Case Name: CECIL HAROLD ROBINSON v. WARDEN, MARYLAND HOUSE OF CORRECTION
Court: Court of Special Appeals of Maryland
Jurisdiction: Maryland
Decision Date: 1969-11-17
Citations: 8 Md. App. 111
Docket Number: No. 75
Parties: CECIL HAROLD ROBINSON v. WARDEN, MARYLAND HOUSE OF CORRECTION
Judges: 
Reporter: Maryland Appellate Reports
Volume: 8
Pages: 111–119

Head Matter:
CECIL HAROLD ROBINSON v. WARDEN, MARYLAND HOUSE OF CORRECTION
[No. 75,
September Term, 1969.]
Decided November 17, 1969.
Before Murphy, C.J., and Anderson, Morton, Orth, and Thompson, JJ.
Cecil Harold Robinson pro se.
Francis B. Burch, Attorney General, and Charles E. Moylan, Jr., State’s Attorney for Baltimore City, for respondent.

Opinion:
Anderson, J.,
delivered the majority opinion of the Court. Orth, J., concurs. Concurring opinion by Orth, J., at page 113 infra. Memorandum opinion of lower courtat page 116 infra.

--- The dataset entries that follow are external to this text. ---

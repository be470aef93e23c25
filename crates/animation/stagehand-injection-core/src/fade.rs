//! Linear weight fades over elapsed time.

use serde::{Deserialize, Serialize};

#[inline]
fn lerp_f(a: f32, b: f32, t: f32) -> f32 {
    a + (b - a) * t
}

#[derive(Clone, Copy, Debug, PartialEq, Serialize, Deserialize)]
pub struct Fade {
    pub from: f32,
    pub to: f32,
    pub duration: f32,
    pub elapsed: f32,
}

/// Result of advancing a fade by one slice of time.
#[derive(Clone, Copy, Debug, PartialEq)]
pub enum FadeStep {
    Running(f32),
    /// Reached `to`; `leftover` is the part of the slice past completion.
    Finished { weight: f32, leftover: f32 },
}

impl Fade {
    pub fn new(from: f32, to: f32, duration: f32) -> Self {
        Self {
            from,
            to,
            duration: if duration.is_finite() { duration } else { 0.0 },
            elapsed: 0.0,
        }
    }

    /// A fade of non-positive duration snaps.
    #[inline]
    pub fn is_instant(&self) -> bool {
        self.duration <= 0.0
    }

    pub fn value(&self) -> f32 {
        if self.is_instant() {
            return self.to;
        }
        lerp_f(self.from, self.to, (self.elapsed / self.duration).clamp(0.0, 1.0))
    }

    pub fn remaining(&self) -> f32 {
        (self.duration - self.elapsed).max(0.0)
    }

    pub fn advance(&mut self, dt: f32) -> FadeStep {
        if self.is_instant() {
            return FadeStep::Finished {
                weight: self.to,
                leftover: dt.max(0.0),
            };
        }
        self.elapsed += dt.max(0.0);
        if self.elapsed >= self.duration {
            let leftover = self.elapsed - self.duration;
            self.elapsed = self.duration;
            FadeStep::Finished {
                weight: self.to,
                leftover,
            }
        } else {
            FadeStep::Running(self.value())
        }
    }
}
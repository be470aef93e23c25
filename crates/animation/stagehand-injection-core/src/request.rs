//! Play-call arguments and the resolved, immutable override request.

use std::fmt;

use crate::clip::ClipRef;
use crate::config::InjectorConfig;
use crate::error::InjectionError;
use crate::graph::MaskRef;

/// Arguments to a "play override clip" call.
///
/// `None` (or a negative value) for fades and weight means "use the injector default".
#[derive(Clone)]
pub struct PlayClip {
    pub clip: Option<ClipRef>,
    pub fade_in: Option<f32>,
    pub fade_out: Option<f32>,
    pub target_weight: Option<f32>,
    pub mask: Option<MaskRef>,
    pub additive: bool,
    pub speed: f32,
    /// Play once and hand control back, or hold the clip until aborted.
    pub return_to_base: bool,
}

impl Default for PlayClip {
    fn default() -> Self {
        Self {
            clip: None,
            fade_in: None,
            fade_out: None,
            target_weight: None,
            mask: None,
            additive: false,
            speed: 1.0,
            return_to_base: true,
        }
    }
}

impl fmt::Debug for PlayClip {
    fn fmt(&self, f: &mut fmt::Formatter<'_>) -> fmt::Result {
        f.debug_struct("PlayClip")
            .field("clip", &self.clip.as_ref().map(|c| c.name().to_string()))
            .field("fade_in", &self.fade_in)
            .field("fade_out", &self.fade_out)
            .field("target_weight", &self.target_weight)
            .field("mask", &self.mask.as_ref().map(|m| m.name.clone()))
            .field("additive", &self.additive)
            .field("speed", &self.speed)
            .field("return_to_base", &self.return_to_base)
            .finish()
    }
}

impl PlayClip {
    pub fn new(clip: ClipRef) -> Self {
        Self {
            clip: Some(clip),
            ..Self::default()
        }
    }

    pub fn fade_in(mut self, seconds: f32) -> Self {
        self.fade_in = Some(seconds);
        self
    }

    pub fn fade_out(mut self, seconds: f32) -> Self {
        self.fade_out = Some(seconds);
        self
    }

    pub fn target_weight(mut self, weight: f32) -> Self {
        self.target_weight = Some(weight);
        self
    }

    pub fn mask(mut self, mask: MaskRef) -> Self {
        self.mask = Some(mask);
        self
    }

    pub fn additive(mut self, additive: bool) -> Self {
        self.additive = additive;
        self
    }

    pub fn speed(mut self, speed: f32) -> Self {
        self.speed = speed;
        self
    }

    pub fn return_to_base(mut self, return_to_base: bool) -> Self {
        self.return_to_base = return_to_base;
        self
    }
}

/// A validated request with every default resolved. Never mutated after creation.
#[derive(Clone)]
pub struct OverrideRequest {
    clip: ClipRef,
    fade_in: f32,
    fade_out: f32,
    target_weight: f32,
    mask: Option<MaskRef>,
    additive: bool,
    speed: f32,
    return_to_base: bool,
}

impl fmt::Debug for OverrideRequest {
    fn fmt(&self, f: &mut fmt::Formatter<'_>) -> fmt::Result {
        f.debug_struct("OverrideRequest")
            .field("clip", &self.clip.name())
            .field("fade_in", &self.fade_in)
            .field("fade_out", &self.fade_out)
            .field("target_weight", &self.target_weight)
            .field("mask", &self.mask.as_ref().map(|m| m.name.as_str()))
            .field("additive", &self.additive)
            .field("speed", &self.speed)
            .field("return_to_base", &self.return_to_base)
            .finish()
    }
}

fn resolve_non_negative(
    clip: &str,
    field: &str,
    value: Option<f32>,
    default: f32,
) -> Result<f32, InjectionError> {
    match value {
        None => Ok(default.max(0.0)),
        Some(v) if !v.is_finite() => Err(InjectionError::InvalidValue {
            clip: clip.to_string(),
            field: field.to_string(),
            value: v,
        }),
        Some(v) if v < 0.0 => Ok(default.max(0.0)),
        Some(v) => Ok(v),
    }
}

impl OverrideRequest {
    /// Validate `args` and fill unset fields from `cfg`.
    pub fn resolve(
        args: PlayClip,
        cfg: &InjectorConfig,
        default_mask: Option<&MaskRef>,
    ) -> Result<Self, InjectionError> {
        let clip = args.clip.ok_or(InjectionError::MissingClip)?;
        let name = clip.name().to_string();

        if !args.speed.is_finite() || args.speed.abs() < cfg.min_speed {
            return Err(InjectionError::InvalidSpeed {
                clip: name,
                speed: args.speed,
            });
        }

        let fade_in = resolve_non_negative(&name, "fade_in", args.fade_in, cfg.default_fade_in)?;
        let fade_out =
            resolve_non_negative(&name, "fade_out", args.fade_out, cfg.default_fade_out)?;
        let target_weight = resolve_non_negative(
            &name,
            "target_weight",
            args.target_weight,
            cfg.default_weight,
        )?
        .clamp(0.0, 1.0);

        Ok(Self {
            clip,
            fade_in,
            fade_out,
            target_weight,
            mask: args.mask.or_else(|| default_mask.cloned()),
            additive: args.additive || cfg.default_additive,
            speed: args.speed,
            return_to_base: args.return_to_base,
        })
    }

    pub fn clip(&self) -> &ClipRef {
        &self.clip
    }

    pub fn clip_name(&self) -> &str {
        self.clip.name()
    }

    pub fn fade_in(&self) -> f32 {
        self.fade_in
    }

    pub fn fade_out(&self) -> f32 {
        self.fade_out
    }

    pub fn target_weight(&self) -> f32 {
        self.target_weight
    }

    pub fn mask(&self) -> Option<&MaskRef> {
        self.mask.as_ref()
    }

    pub fn additive(&self) -> bool {
        self.additive
    }

    pub fn speed(&self) -> f32 {
        self.speed
    }

    pub fn return_to_base(&self) -> bool {
        self.return_to_base
    }

    /// Intrinsic play-once duration: clip length / |speed|.
    pub fn clip_duration(&self, min_speed: f32) -> f32 {
        self.clip.length().max(0.0) / self.speed.abs().max(min_speed)
    }
}

#[cfg(test)]
mod tests {
    use super::*;
    use crate::clip::ClipData;
    use crate::graph::LayerMask;
    use std::sync::Arc;

    fn clip() -> ClipRef {
        ClipData::new("wave", 2.0).into_ref()
    }

    #[test]
    fn unset_and_negative_fields_take_defaults() {
        let cfg = InjectorConfig::default();
        let req = OverrideRequest::resolve(
            PlayClip::new(clip()).fade_in(-1.0).target_weight(-1.0),
            &cfg,
            None,
        )
        .expect("valid request");
        assert_eq!(req.fade_in(), cfg.default_fade_in);
        assert_eq!(req.fade_out(), cfg.default_fade_out);
        assert_eq!(req.target_weight(), cfg.default_weight);
        assert!(req.return_to_base());
    }

    #[test]
    fn weight_is_clamped_and_mask_falls_back() {
        let cfg = InjectorConfig {
            default_additive: true,
            ..InjectorConfig::default()
        };
        let default_mask = Arc::new(LayerMask::new("upper", ["spine", "head"]));
        let req = OverrideRequest::resolve(
            PlayClip::new(clip()).target_weight(3.0),
            &cfg,
            Some(&default_mask),
        )
        .expect("valid request");
        assert_eq!(req.target_weight(), 1.0);
        assert_eq!(req.mask().map(|m| m.name.as_str()), Some("upper"));
        assert!(req.additive());
    }

    #[test]
    fn rejects_missing_clip_and_zero_speed() {
        let cfg = InjectorConfig::default();
        assert_eq!(
            OverrideRequest::resolve(PlayClip::default(), &cfg, None).unwrap_err(),
            InjectionError::MissingClip
        );
        assert!(matches!(
            OverrideRequest::resolve(PlayClip::new(clip()).speed(0.0), &cfg, None),
            Err(InjectionError::InvalidSpeed { .. })
        ));
        assert!(matches!(
            OverrideRequest::resolve(PlayClip::new(clip()).fade_out(f32::NAN), &cfg, None),
            Err(InjectionError::InvalidValue { .. })
        ));
    }

    #[test]
    fn duration_scales_with_speed() {
        let req = OverrideRequest::resolve(
            PlayClip::new(clip()).speed(-2.0),
            &InjectorConfig::default(),
            None,
        )
        .expect("valid request");
        assert!((req.clip_duration(1e-4) - 1.0).abs() < 1e-6);
    }
}
//! Output contracts from the injector.
//!
//! Outputs carry the layer state after this tick and the semantic events raised
//! since the previous tick (including those raised by play/stop calls in between).

use serde::{Deserialize, Serialize};

use crate::diagnostics::Diagnostic;
use crate::graph::LayerSample;
use crate::ids::SessionId;
use crate::injector::Phase;

#[derive(Clone, Debug, PartialEq, Serialize, Deserialize)]
#[non_exhaustive]
pub enum InjectionEvent {
    /// A request is waiting for the active session to drain.
    Queued { session: SessionId, clip: String },
    /// A queued request was replaced by a newer one before it started.
    Superseded { session: SessionId, clip: String },
    Started { session: SessionId, clip: String },
    Connected { session: SessionId, clip: String },
    FadeInComplete { session: SessionId },
    AbortRequested {
        session: SessionId,
        fade_out: Option<f32>,
    },
    /// Holding ended, either naturally or through an abort.
    HoldComplete { session: SessionId, aborted: bool },
    Disconnected { session: SessionId, clip: String },
    Completed { session: SessionId, clip: String },
    Diagnostic(Diagnostic),
}

#[derive(Clone, Debug, Default, PartialEq, Serialize, Deserialize)]
pub struct InjectionOutputs {
    pub phase: Phase,
    pub weight: f32,
    pub session: Option<SessionId>,
    pub layer: LayerSample,
    #[serde(default)]
    pub events: Vec<InjectionEvent>,
}

impl InjectionOutputs {
    #[inline]
    pub fn clear(&mut self) {
        self.phase = Phase::Idle;
        self.weight = 0.0;
        self.session = None;
        self.layer = LayerSample::default();
        self.events.clear();
    }

    #[inline]
    pub fn push_event(&mut self, event: InjectionEvent) {
        self.events.push(event);
    }

    pub fn diagnostics(&self) -> impl Iterator<Item = &Diagnostic> {
        self.events.iter().filter_map(|e| match e {
            InjectionEvent::Diagnostic(d) => Some(d),
            _ => None,
        })
    }
}
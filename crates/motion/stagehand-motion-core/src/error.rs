//! Error types for follower commands.

use serde::{Deserialize, Serialize};
use stagehand_injection::{Diagnostic, DiagnosticCategory};

#[derive(thiserror::Error, Debug, Clone, PartialEq, Serialize, Deserialize)]
#[non_exhaustive]
pub enum MotionError {
    /// A resume asked to both stop the active injection and play a new clip.
    #[error("resume cannot both stop the active injection and play clip '{clip}'")]
    ContradictoryInjection { clip: String },

    #[error("follower has no path")]
    MissingPath,

    #[error("follower has no target to move")]
    MissingTarget,
}

impl MotionError {
    pub fn category(&self) -> DiagnosticCategory {
        match self {
            MotionError::ContradictoryInjection { .. } => DiagnosticCategory::InvalidRequest,
            MotionError::MissingPath | MotionError::MissingTarget => {
                DiagnosticCategory::Unreachable
            }
        }
    }

    pub fn to_diagnostic(&self) -> Diagnostic {
        Diagnostic::new(self.category(), "follower", self.to_string())
    }
}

This is an application for leave to appeal from an order of Judge Shirley B. Jones, presiding in the Criminal Court of Baltimore, passed June 3, 1969, denying relief sought under the Uniform Post Conviction Procedure Act. Applicant, Cecil Harold Robinson, was tried and convicted of robbery with a deadly weapon and assault with intent to murder, and on each indictment was sentenced to ten years, the sentences to run concurrently. Applicant's conviction and judgment were affirmed by this Court in Robinson v. State, an unreported opinion filed May 2, 1968. On July 26, 1967, applicant filed an application for review of sentence under Md. Code, Art. 26, § 132-8. The review panel met on June 27, 1968, and, over objection, refused to allow the withdrawal of applicant's petition for review and subsequently increased the sentence for assault with intent to murder from ten years to fifteen years and allowed the ten year sentence for robbery with a deadly weapon to stand. The sentences were to run concurrently and applicant was to be credited with time already served.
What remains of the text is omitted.